Try re-registering Excel with Windows. Close Excel, then go to
the Windows Start menu and choose Run. In that dialog, enter

Excel.exe  /regserver

and press Enter. This will cause Excel to start, re-register all
its default settings, and then quit. Now start Excel normally and
see if the Forms library is listed.


--
Cordially,
Chip Pearson
Microsoft MVP - Excel
Pearson Software Consulting, LLC
www.cpearson.com



"Denis Petrov" <DenisPetrov@discussions.microsoft.com> wrote in
message
news:50D5BA3C-53C2-41C1-8515-492B96C3A441@microsoft.com...
> Please help - I do not have MICROSOFT FORMS 2.0 OBJECT LIBRARY
> in
> Tool/References
>
> Excel 2003 with SP1 and O2003PIA installed! Don't know what
> else to do...
>
> thank you all!!!

----------


## Denis Petrov

Dear Chip Pearson

thank you very much for your valuable advise. I did follow it but the
MICROSOFT FORMS 2.0 OBJECT LIBRARY is still not there.

What would be the indication that Excel did reregister? I still have list of
recently accessed files in the File Menu...

"Chip Pearson" wrote:

> Try re-registering Excel with Windows. Close Excel, then go to
> the Windows Start menu and choose Run. In that dialog, enter
>
> Excel.exe  /regserver
>
> and press Enter. This will cause Excel to start, re-register all
> its default settings, and then quit. Now start Excel normally and
> see if the Forms library is listed.
>
>
> --
> Cordially,
> Chip Pearson
> Microsoft MVP - Excel
> Pearson Software Consulting, LLC
> www.cpearson.com
>
>
>
> "Denis Petrov" <DenisPetrov@discussions.microsoft.com> wrote in
> message
> news:50D5BA3C-53C2-41C1-8515-492B96C3A441@microsoft.com...
> > Please help - I do not have MICROSOFT FORMS 2.0 OBJECT LIBRARY
> > in
> > Tool/References
> >
> > Excel 2003 with SP1 and O2003PIA installed! Don't know what
> > else to do...
> >
> > thank you all!!!
>
>
>

----------


## Chip Pearson

You may have to uninstall and reinstall Excel.

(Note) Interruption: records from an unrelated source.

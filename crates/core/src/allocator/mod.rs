// Copyright (C) 2026 Fred Clausen
// Use of this source code is governed by an MIT-style
// license that can be found in the LICENSE file or at
// https://opensource.org/licenses/MIT.

//! The schedule allocator.
//!
//! Planning runs in three steps:
//!
//! 1. Every course is weighted by credits and exam proximity.
//! 2. The window budget (`total_days * hours_per_day`) is apportioned to the
//!    courses in half-hour units.
//! 3. Days are visited once each, in order. Study days take an even share of
//!    the hours still to place, rest days at most one light review, and the
//!    final day places whatever is left.
//!
//! Planning is pure: the same request and configuration always produce the
//! same schedule.

mod calendar;
mod notes;
mod placement;
mod progress;

use crate::config::PlannerConfig;
use crate::error::CoreError;
use crate::request::PlanningRequest;
use calendar::{DayKind, build_calendar, day_dates, exam_day_index};
use placement::DayPlanner;
use study_plan_domain::{
    Course, CourseHours, CourseWeight, DayPlan, Hours, Schedule, apportion_half_hours,
    compute_course_weights, validate_schedule,
};
use time::Date;
use tracing::{debug, info};

/// Produces study schedules with a fixed configuration.
#[derive(Debug, Clone, Default, PartialEq, Eq)]
pub struct Allocator {
    config: PlannerConfig,
}

impl Allocator {
    /// Creates an allocator.
    ///
    /// # Errors
    ///
    /// Returns `CoreError::InvalidConfig` if the configuration is invalid.
    pub fn new(config: PlannerConfig) -> Result<Self, CoreError> {
        config.validate()?;
        Ok(Self { config })
    }

    /// Returns the configuration used for planning.
    #[must_use]
    pub const fn config(&self) -> &PlannerConfig {
        &self.config
    }

    /// Plans a complete schedule.
    ///
    /// # Arguments
    ///
    /// * `request` - Courses, window length and start date
    ///
    /// # Returns
    ///
    /// A schedule with one day plan per day of the window, in which every
    /// half hour of the window budget is placed.
    ///
    /// # Errors
    ///
    /// Returns an error if:
    /// - The request has no courses or `total_days` is out of range
    /// - A course is invalid or duplicated
    /// - A day of the window has no representable date
    pub fn plan(&self, request: &PlanningRequest) -> Result<Schedule, CoreError> {
        request.validate()?;

        let courses: &[Course] = &request.courses;
        let total_days: u32 = request.total_days;
        let start_date: Date = request.start_date;
        let dates: Vec<Date> = day_dates(start_date, total_days)?;

        let weights: Vec<CourseWeight> =
            compute_course_weights(courses, start_date, total_days, &self.config.urgency);
        for weight in &weights {
            debug!(
                course_id = %weight.course_id,
                credits = weight.credits,
                multiplier_percent = weight.multiplier_percent,
                weight = weight.weight,
                "Weighted course"
            );
        }

        let total_units: u32 = self
            .config
            .hours_per_day
            .checked_mul(total_days)
            .ok_or_else(|| CoreError::InvalidConfig {
                reason: String::from("window budget overflows"),
            })?
            .half_hours();
        let raw_weights: Vec<u64> = weights.iter().map(|w| w.weight).collect();
        let budgets: Vec<u32> = apportion_half_hours(&raw_weights, total_units);
        for (course, units) in courses.iter().zip(&budgets) {
            debug!(
                course_id = %course.id,
                hours = Hours::from_half_hours(*units).as_f64(),
                "Apportioned hour budget"
            );
        }

        let exam_indices: Vec<Option<i64>> = courses
            .iter()
            .map(|c| exam_day_index(c, start_date))
            .collect();
        let calendar: Vec<DayKind> = build_calendar(
            &exam_indices,
            total_days,
            self.config.rest_day_interval,
            self.config.exam_lookahead_days,
        );

        let mut planner: DayPlanner<'_> =
            DayPlanner::new(&self.config, courses, &exam_indices, &weights, &budgets);
        let mut days: Vec<DayPlan> = Vec::with_capacity(dates.len());

        for (position, (kind, date)) in calendar.iter().zip(&dates).enumerate() {
            let day_index: u32 = u32::try_from(position + 1).unwrap_or(u32::MAX);
            let is_final: bool = day_index == total_days;

            let day: DayPlan = match kind {
                DayKind::Rest => planner.plan_rest_day(day_index, *date),
                DayKind::Study | DayKind::ExamReview => {
                    let target: u32 = if is_final {
                        planner.remaining_total()
                    } else {
                        study_day_target(&planner, &calendar[position..])
                    };
                    debug!(day_index, target_half_hours = target, ?kind, "Planning day");
                    planner.plan_study_day(
                        day_index,
                        *date,
                        *kind == DayKind::ExamReview,
                        target,
                        is_final,
                    )
                }
            };
            days.push(day);
        }

        let course_hour_totals: Vec<CourseHours> = courses
            .iter()
            .zip(&budgets)
            .map(|(course, units)| CourseHours {
                course_id: course.id.clone(),
                hours: Hours::from_half_hours(*units),
            })
            .collect();

        let schedule: Schedule = Schedule {
            total_days,
            start_date,
            hours_per_day: self.config.hours_per_day,
            days,
            course_hour_totals,
        };

        validate_schedule(&schedule, courses)?;

        info!(
            courses = courses.len(),
            total_days,
            total_hours = schedule.total_study_hours().as_f64(),
            "Planned study schedule"
        );

        Ok(schedule)
    }
}

/// Even share of the remaining hours for the first day of `upcoming`.
///
/// Hours a future rest day may use are held back, so the share is spread over
/// study days only.
fn study_day_target(planner: &DayPlanner<'_>, upcoming: &[DayKind]) -> u32 {
    let study_days: u32 = count_days(upcoming, DayKind::is_study);
    let future_rest_days: u32 = count_days(&upcoming[1..], |kind| !kind.is_study());
    let reserve: u32 = planner.rest_day_units().saturating_mul(future_rest_days);
    let pool: u32 = planner.remaining_total().saturating_sub(reserve);
    pool.div_ceil(study_days.max(1))
}

fn count_days(days: &[DayKind], predicate: impl Fn(DayKind) -> bool) -> u32 {
    let count: usize = days.iter().filter(|kind| predicate(**kind)).count();
    u32::try_from(count).unwrap_or(u32::MAX)
}

/// Plans a schedule with the default configuration.
///
/// # Errors
///
/// See [`Allocator::plan`].
pub fn plan(request: &PlanningRequest) -> Result<Schedule, CoreError> {
    Allocator::default().plan(request)
}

"Denis Petrov" <DenisPetrov@discussions.microsoft.com> wrote in
message
news:79F4FCA6-6D13-4E01-AF32-67802EE6271E@microsoft.com...
> Dear Chip Pearson
>
> thank you very much for your valuable advise. I did follow it
> but the
> MICROSOFT FORMS 2.0 OBJECT LIBRARY is still not there.
>
> What would be the indication that Excel did reregister? I still
> have list of
> recently accessed files in the File Menu...
>
> "Chip Pearson" wrote:
>
>> Try re-registering Excel with Windows. Close Excel, then go to
>> the Windows Start menu and choose Run. In that dialog, enter
>>
>> Excel.exe  /regserver
>>
>> and press Enter. This will cause Excel to start, re-register
>> all
>> its default settings, and then quit. Now start Excel normally
>> and
>> see if the Forms library is listed.
>>
>>
>> --
>> Cordially,
>> Chip Pearson
>> Microsoft MVP - Excel
>> Pearson Software Consulting, LLC
>> www.cpearson.com
>>
>>
>>
>> "Denis Petrov" <DenisPetrov@discussions.microsoft.com> wrote
>> in
>> message
>> news:50D5BA3C-53C2-41C1-8515-492B96C3A441@microsoft.com...
>> > Please help - I do not have MICROSOFT FORMS 2.0 OBJECT
>> > LIBRARY
>> > in
>> > Tool/References
>> >
>> > Excel 2003 with SP1 and O2003PIA installed! Don't know what
>> > else to do...
>> >
>> > thank you all!!!
>>
>>
>>

----------


## sriram170

Dear Petrov

there are 2 ways to do it

1.just insert a form it will automatically pick the refrenece 
2. Click the browse button in reference window and select the following dll C:\Windows\System32\FM20.DLL or you can download this Dll from DLL.com

----------


## ahmed.muzammil

This worked! Thanks man...

----------